§ TASK REQUIREMENTS
Can you pull out each line of the data below that includes the word "impl"?

|---|

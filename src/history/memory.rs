use crate::history::traits::{HistoryStore, StorageResult};
use std::collections::HashMap;

/// In-process store; contents are lost when it is dropped
#[derive(Debug, Clone, Default)]
pub struct MemoryStore {
    slots: HashMap<String, String>,
}

impl MemoryStore {
    pub fn new() -> Self {
        Self::default()
    }
}

impl HistoryStore for MemoryStore {
    fn get(&self, key: &str) -> StorageResult<Option<String>> {
        Ok(self.slots.get(key).cloned())
    }

    fn set(&mut self, key: &str, value: &str) -> StorageResult<()> {
        self.slots.insert(key.to_string(), value.to_string());
        Ok(())
    }
}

|---|

§ OUTPUT OF THE TASK
impl MemoryStore {
impl HistoryStore for MemoryStore {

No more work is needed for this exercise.